Buying your wine in supermarkets, even if it is not very glamorous, is convenient for most consumers. But it's complicated. A few simple tips and recommendations to better choose a wine in supermarkets.
Admit it, you've already found yourself at least once in your life in front of the wine section of a supermarket and that's when the cold sweats started. Faced with the wine labels, each one more obscure than the other, you felt lost, humiliated, hurt! After a few minutes, tired, you ended up choosing a bottle totally at random. It's normal... But you are not condemned to eternal suffering! These few commandments can help you in this crossing of the desert.
Daring traveller in search of a "good" bottle of wine at the local supermarket, follow these tips to find your grail (finally, a nice wine to drink).
The 10 commandments of the quest for wine in supermarkets:
Too cheap, frankly, given the number of intermediaries, nobody gains, neither you in quality, nor the producer... If you want to spend a lot for a bottle, get advice, more expensive doesn't always mean better.
The vintage is the year of the grape harvest. It is mostly written roughly on the bottle. The more recent it is, and the younger the wine is, the more fruity, fresh, greedy... Obviously, some wines are made to improve with age, but in good conditions, in your cellar. So to avoid having a wine tired by bad conditions of conservation, take a vintage of less than 2 years for a white and less than 3 years for a red.
The postcode of the bottler / producer is always written on the label. That way, for example, you know in which region this intriguing Côtes de Thongue red wine belongs (Languedoc, it's hot, the grapes ripen well, it gives fruit and not too much acidity). Basically, if it's above the Loire, it's often cooler and lighter than below. As the Loire River originates in the Massif Central (latitude of Vienne approximately), there is a large cluster of vineyards above it.
At the same price, in the same region (in the broadest sense), take the lesser known appellation (Bergerac instead of Bordeaux, Saint Pourçain instead of Burgundy, etc...) at worst you will discover something. The underlying idea is that in the same regions, we find relatively similar climatic conditions and often identical grape varieties ...
If you like the taste of the wine in barrels, take a bottle with the length of stay specified on it, tell you that the longer it is, the more it marks the wine. If you don't like it, you can rest the bottle. If you don't know, take a ramekin, you'll get an idea.
If you hesitate between two bottles from the same region, take the gold medal of the general agricultural competition (blind, 5 or 6 wine lovers found it good, compared to 20 others). There are other valid competitions (Vinalies, Independent Winegrowers...), but the CGA makes a lot of effort to improve its selection rules, and this is the most widespread.
If you like originality, take the Demeter label, it indicates that the wine has been produced according to the principles of biodynamics, it won't harm the environment. In addition, the maximum doses of sulphur (sulphites) are lower, it can't hurt you either. The simple organic label covers far too many practices to be of any use in your choice.

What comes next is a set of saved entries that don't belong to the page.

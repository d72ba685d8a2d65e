//! Lead capture models.

use serde::{Deserialize, Serialize};
use sqlx::FromRow;

/// Self-identified role of a contact
#[derive(Debug, Clone, Copy, Default, Serialize, Deserialize, PartialEq, Eq)]
#[serde(rename_all = "lowercase")]
pub enum LeadRole {
    Retailer,
    #[default]
    Consumer,
    Other,
}

impl std::fmt::Display for LeadRole {
    fn fmt(&self, f: &mut std::fmt::Formatter<'_>) -> std::fmt::Result {
        match self {
            Self::Retailer => write!(f, "retailer"),
            Self::Consumer => write!(f, "consumer"),
            Self::Other => write!(f, "other"),
        }
    }
}

#[derive(Debug, Clone, Serialize, Deserialize, FromRow)]
pub struct Lead {
    pub id: String,
    pub name: String,
    pub email: String,
    pub role: String,
    pub company: Option<String>,
    pub message: Option<String>,
    pub consent: bool,
    pub created_at: String,
}

#[derive(Debug, Clone, Deserialize)]
pub struct CreateLeadRequest {
    pub name: String,
    pub email: String,
    #[serde(default)]
    pub role: LeadRole,
    pub company: Option<String>,
    pub message: Option<String>,
    #[serde(default = "default_consent")]
    pub consent: bool,
}

fn default_consent() -> bool {
    true
}
use super::{AuthError, CredentialHasher, SessionManager};
use crate::db::{
    find_retailer_by_email, insert_retailer, is_unique_violation, DbPool, LoginRequest,
    RegisterRequest,
};

/// Retailer registration and password login
#[derive(Debug, Clone)]
pub struct AccountService {
    db: DbPool,
    hasher: CredentialHasher,
    sessions: SessionManager,
}

impl AccountService {
    pub fn new(db: DbPool, hasher: CredentialHasher, sessions: SessionManager) -> Self {
        Self {
            db,
            hasher,
            sessions,
        }
    }

    /// Create a retailer account and return its id
    pub async fn register(&self, request: &RegisterRequest) -> Result<String, AuthError> {
        let email = normalize_email(&request.email);
        if find_retailer_by_email(&self.db, &email).await?.is_some() {
            return Err(AuthError::DuplicateAccount);
        }

        let password_hash = self.hasher.hash(&request.password);
        let id = insert_retailer(
            &self.db,
            &email,
            &password_hash,
            request.company.as_deref(),
            request.contact_name.as_deref(),
        )
        .await
        .map_err(|e| {
            // Two registrations for the same email can both pass the lookup
            if is_unique_violation(&e) {
                AuthError::DuplicateAccount
            } else {
                AuthError::Storage(e)
            }
        })?;

        tracing::info!(retailer_id = %id, "Registered retailer account");
        Ok(id)
    }

    /// Check credentials and issue a bearer token.
    ///
    /// Unknown email and wrong password both yield `InvalidCredentials`.
    pub async fn login(&self, request: &LoginRequest) -> Result<String, AuthError> {
        let retailer = find_retailer_by_email(&self.db, &normalize_email(&request.email))
            .await?
            .ok_or(AuthError::InvalidCredentials)?;

        if !self.hasher.verify(&request.password, &retailer.password_hash) {
            return Err(AuthError::InvalidCredentials);
        }

        let token = self.sessions.issue(&retailer.id).await?;
        tracing::info!(retailer_id = %retailer.id, "Retailer logged in");
        Ok(token)
    }
}

/// Canonical form of an account email: trimmed, with the domain lowercased.
///
/// The local part keeps its case.
fn normalize_email(email: &str) -> String {
    let email = email.trim();
    match email.rsplit_once('@') {
        Some((local, domain)) => format!("{}@{}", local, domain.to_ascii_lowercase()),
        None => email.to_string(),
    }
}
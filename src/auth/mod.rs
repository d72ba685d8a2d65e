//! Retailer authentication.
//!
//! Password hashing, bearer-session issuance and validation, and the
//! register/login flows built on top of them. Every order operation is
//! scoped by an [`AuthenticatedRetailer`], which only [`SessionManager`]
//! can produce.

mod account;
mod error;
mod password;
mod session;

pub use account::AccountService;
pub use error::AuthError;
pub use password::{CredentialHasher, DEFAULT_PASSWORD_SALT};
pub use session::{
    spawn_session_cleanup_task, AuthenticatedRetailer, SessionManager, SESSION_TTL_SECS,
};
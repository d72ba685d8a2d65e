//! Liveness and storage diagnostics.

use axum::{extract::State, Json};
use serde::Serialize;
use std::sync::Arc;

use crate::db::list_collections;
use crate::AppState;

/// Longest storage error excerpt included in the health report
const MAX_ERROR_CHARS: usize = 50;

/// Max collection names listed in the health report
const MAX_COLLECTIONS: usize = 10;

#[derive(Debug, Serialize)]
pub struct MessageResponse {
    pub message: &'static str,
}

/// GET /
pub async fn root() -> Json<MessageResponse> {
    Json(MessageResponse {
        message: "LastDrop backend up",
    })
}

/// GET /api/hello
pub async fn hello() -> Json<MessageResponse> {
    Json(MessageResponse {
        message: "Hello from the backend API!",
    })
}

/// Storage health report
#[derive(Debug, Serialize)]
pub struct DatabaseReport {
    pub backend: String,
    pub database: String,
    /// Whether `DATABASE_URL` was supplied
    pub database_url: String,
    pub database_name: String,
    pub connection_status: String,
    pub collections: Vec<String>,
}

/// Probe the document store
///
/// GET /test
pub async fn test_database(State(state): State<Arc<AppState>>) -> Json<DatabaseReport> {
    let mut report = DatabaseReport {
        backend: "Running".to_string(),
        database: "Not Available".to_string(),
        database_url: if std::env::var("DATABASE_URL").is_ok() {
            "Set".to_string()
        } else {
            "Not Set".to_string()
        },
        database_name: database_name(&state.config.database_url()),
        connection_status: "Not Connected".to_string(),
        collections: Vec::new(),
    };

    if state.db.is_closed() {
        return Json(report);
    }

    report.connection_status = "Connected".to_string();
    match list_collections(&state.db).await {
        Ok(mut collections) => {
            collections.truncate(MAX_COLLECTIONS);
            report.collections = collections;
            report.database = "Connected & Working".to_string();
        }
        Err(e) => {
            tracing::warn!(error = %e, "Health check query failed");
            report.database = format!("Connected but Error: {}", truncate(&e.to_string()));
        }
    }

    Json(report)
}

/// Database file name (or `memory`) from a sqlite URL
fn database_name(url: &str) -> String {
    let path = url
        .trim_start_matches("sqlite://")
        .trim_start_matches("sqlite:");
    let path = path.split('?').next().unwrap_or(path);

    if path.is_empty() || path == ":memory:" {
        return "memory".to_string();
    }

    std::path::Path::new(path)
        .file_stem()
        .map(|s| s.to_string_lossy().into_owned())
        .unwrap_or_else(|| "Unknown".to_string())
}

fn truncate(message: &str) -> String {
    message.chars().take(MAX_ERROR_CHARS).collect()
}

#[cfg(test)]
mod tests {
    use super::*;

    #[test]
    fn test_database_name() {
        assert_eq!(database_name("sqlite:./data/lastdrop.db?mode=rwc"), "lastdrop");
        assert_eq!(database_name("sqlite:///var/lib/shop.sqlite"), "shop");
        assert_eq!(database_name("sqlite::memory:"), "memory");
    }

    #[test]
    fn test_truncate() {
        let long = "x".repeat(120);
        assert_eq!(truncate(&long).len(), MAX_ERROR_CHARS);
        assert_eq!(truncate("short"), "short");
    }
}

On the collar of the neck, look for the pictogram of a small man with a barrel on his shoulder. If so, it's a winemaker.ne (inclusive writing inside), who does everything or almost everything himself (most often a family business). The wine will not necessarily be better, but will at least have a more personal touch. And if, on top of that, it has a medal from the independent winegrowers, well, you don't hesitate.
This is not the most important information, but an indication of style. If the wine has less than 12% alcohol, it will generally be lighter, more lively, with fresh and acidulous aromas. If the wine exceeds 14% it will have more structure, richness, opulence on the palate and aromas that are often more ripe.
Always try to take a picture of the label, especially the ugly part with the legal notices. This will help you remember the bottle and make it easier to choose for your next purchase. You then do a little research on the Net (on Les Grappes for example ???? ) and you call the producer to buy a case of 12. If you don't find it, you go to the local wine shop (a little courage), and you tell him that you liked this wine and you suggest that he look at the photo on the label. You then ask him to recommend a bottle of the same kind from behind his bundles. It will not be more expensive than at the supermarket.
As for the rest, when you don't know much about it, well it's useless! I'm not sure what to do: hand-picked grapes, old vines, recommended by the oenologist/sommelier/blogger (including the women's version) Tartempion, the funny colours, the mention "great wine", the bronze medals, the mention "bottled at the château" (or at the bottom of the truck), advice on food and wine pairing and taste descriptors that often fall short of the mark, or the thickness of the bottle and the nature of the clay-limestone soils... and so on!
Maybe you have other tips and tricks to share, don't hesitate to comment!